Cette île est actuellement celle qui accueille le plus de migrants. Bien que les traversées soient généralement plus courtes, elles sont également mortelles, car elles sont effectuées dans des embarcations gonflables et des canots pneumatiques. La dernière tragédie en date s’est produite lundi, lorsque sept personnes ont disparu en mer après le naufrage de leur Zodiac. Parmi elles se trouvait un petit garçon de quatre ans.
Improvisation
Bien que le flux des arrivées n’ait pas cessé, l’improvisation continue d’être la réponse les jours où les bateaux arrivent les uns après les autres. Le ministère de l’Intérieur a mis en place un CATE (Centre d’attention temporaire aux étrangers) à Arrecife, où les survivants peuvent passer 72 heures au maximum pour être identifiés. Ce centre, remis en question par différentes organisations et autorités, ne peut accueillir que 200 personnes.

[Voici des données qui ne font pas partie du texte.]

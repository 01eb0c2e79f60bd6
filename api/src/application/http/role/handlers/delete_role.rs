use crate::application::auth::RequiredIdentity;
use crate::application::http::server::api_entities::api_error::ApiError;
use crate::application::http::server::api_entities::response::Response;
use crate::application::http::server::app_state::AppState;
use axum::extract::{Path, State};
use serde::{Deserialize, Serialize};
use utoipa::ToSchema;
use uuid::Uuid;
use warden_core::domain::role::ports::RoleService;

#[derive(Debug, Serialize, Deserialize, ToSchema, PartialEq)]
pub struct DeleteRoleResponse {
    pub message: String,
}

#[utoipa::path(
    delete,
    path = "/{role_id}",
    tag = "role",
    summary = "Delete role",
    description = "Deletes the role, detaching it from its permissions and users.",
    params(
        ("role_id" = Uuid, Path, description = "Role ID"),
    ),
    responses(
        (status = 200, body = DeleteRoleResponse),
        (status = 404, description = "Role not found")
    ),
)]
pub async fn delete_role(
    Path(role_id): Path<Uuid>,
    State(state): State<AppState>,
    RequiredIdentity(identity): RequiredIdentity,
) -> Result<Response<DeleteRoleResponse>, ApiError> {
    state
        .service
        .delete_role(identity, role_id)
        .await
        .map_err(ApiError::from)?;

    Ok(Response::OK(DeleteRoleResponse {
        message: "Role deleted successfully".to_string(),
    }))
}
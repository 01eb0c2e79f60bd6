pub mod crypto;
pub mod db;
pub mod filter;
pub mod role;
pub mod user;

Faute d’espace suffisant, un camp de fortune a été installé dans le port le 2 octobre, où près d’une centaine de personnes ont passé la nuit. Huit bateaux ont été secourus ce jour-là avec plus de 300 personnes à bord. Elles ont passé la nuit dehors, sur des matelas et sous des tentes. En outre, parmi les personnes qui ont passé la nuit sur le quai se trouvaient au moins deux femmes, un enfant et un bébé, comme l’a rapporté le journal local La Voz de Lanzarote.

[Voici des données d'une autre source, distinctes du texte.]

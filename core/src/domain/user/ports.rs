use uuid::Uuid;

use crate::domain::{
    authentication::value_objects::Identity,
    common::{
        entities::app_errors::CoreError,
        value_objects::{PageRequest, Paginated},
    },
    filter::{entities::FilterSpec, value_objects::RequestParams},
    user::{
        entities::user::User,
        value_objects::{
            CreateUserInput, CreateUserRequest, GetUsersInput, UpdateUserInput, UpdateUserRequest,
        },
    },
};

#[cfg_attr(test, mockall::automock)]
pub trait UserService: Send + Sync {
    fn get_users(
        &self,
        identity: Identity,
        input: GetUsersInput,
    ) -> impl Future<Output = Result<Paginated<User>, CoreError>> + Send;

    fn get_user(
        &self,
        identity: Identity,
        user_id: Uuid,
    ) -> impl Future<Output = Result<User, CoreError>> + Send;

    fn create_user(
        &self,
        identity: Identity,
        input: CreateUserInput,
    ) -> impl Future<Output = Result<User, CoreError>> + Send;

    fn update_user(
        &self,
        identity: Identity,
        input: UpdateUserInput,
    ) -> impl Future<Output = Result<User, CoreError>> + Send;

    fn delete_user(
        &self,
        identity: Identity,
        user_id: Uuid,
    ) -> impl Future<Output = Result<(), CoreError>> + Send;
}

#[cfg_attr(test, mockall::automock)]
pub trait UserRepository: Send + Sync {
    /// Runs `filters` over the users query, then returns the requested page
    /// with each user's roles loaded.
    fn fetch_users(
        &self,
        filters: Vec<FilterSpec>,
        params: RequestParams,
        page: PageRequest,
    ) -> impl Future<Output = Result<Paginated<User>, CoreError>> + Send;

    fn get_by_id(
        &self,
        user_id: Uuid,
    ) -> impl Future<Output = Result<Option<User>, CoreError>> + Send;

    fn create_user(
        &self,
        request: CreateUserRequest,
    ) -> impl Future<Output = Result<User, CoreError>> + Send;

    fn update_user(
        &self,
        user_id: Uuid,
        request: UpdateUserRequest,
    ) -> impl Future<Output = Result<User, CoreError>> + Send;

    fn delete_user(&self, user_id: Uuid) -> impl Future<Output = Result<(), CoreError>> + Send;

    /// Names of every permission granted to the user through its roles.
    fn get_permission_names(
        &self,
        user_id: Uuid,
    ) -> impl Future<Output = Result<Vec<String>, CoreError>> + Send;
}

pub trait UserPolicy: Send + Sync {
    fn can_view_users(
        &self,
        identity: Identity,
    ) -> impl Future<Output = Result<bool, CoreError>> + Send;

    fn can_view_user(
        &self,
        identity: Identity,
        target_user_id: Uuid,
    ) -> impl Future<Output = Result<bool, CoreError>> + Send;

    fn can_create_user(
        &self,
        identity: Identity,
    ) -> impl Future<Output = Result<bool, CoreError>> + Send;

    fn can_update_user(
        &self,
        identity: Identity,
        target_user_id: Uuid,
    ) -> impl Future<Output = Result<bool, CoreError>> + Send;

    fn can_delete_user(
        &self,
        identity: Identity,
        target_user_id: Uuid,
    ) -> impl Future<Output = Result<bool, CoreError>> + Send;
}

Cette situation n’est pas nouvelle. Lors de la crise de l’accueil de 2020, le manque de ressources stables et de centres décents a conduit les administrations à mettre en place des entrepôts industriels et des tentes comme premiers espaces de soins.
Contrairement à cette époque, les îles ne sont plus des prisons pour migrants. L’absence de restrictions dues à la pandémie de COVID-19 a favorisé l’orientation rapide des migrants vers le continent, évitant ainsi l’effondrement des camps d’accueil. Il y a trois ans, les survivants passaient des mois, voire une année, dans des centres précaires en attendant de pouvoir se rendre sur le continent. Aujourd’hui, il s’écoule en moyenne 45 jours entre leur arrivée et leur orientation vers d’autres communautés autonomes, comme l’a indiqué la Croix-Rouge à ce journal.
Dans le cas des mineurs non accompagnés, la situation est différente. La répartition de la solidarité entre les communautés autonomes reste une tâche en suspens.
Ainsi, les administrations continuent d’ignorer les avertissements de différents organismes et institutions. Parmi eux, le bureau du procureur général. Dans son rapport 2022, il a demandé des ressources stables pour que les migrants puissent être pris en charge dignement après leur arrivée aux îles Canaries.
»Les années d’arrivées constantes et après deux crises migratoires majeures (2006 et 2020), ainsi que les prévisions pour l’avenir qui sont établies […] recommandent que le premier accueil des migrants soit effectué dans des établissements conçus pour leurs besoins et non dans des lieux préparés en fonction des besoins existants à un moment donné et donc soumis à l’improvisation », précise le document.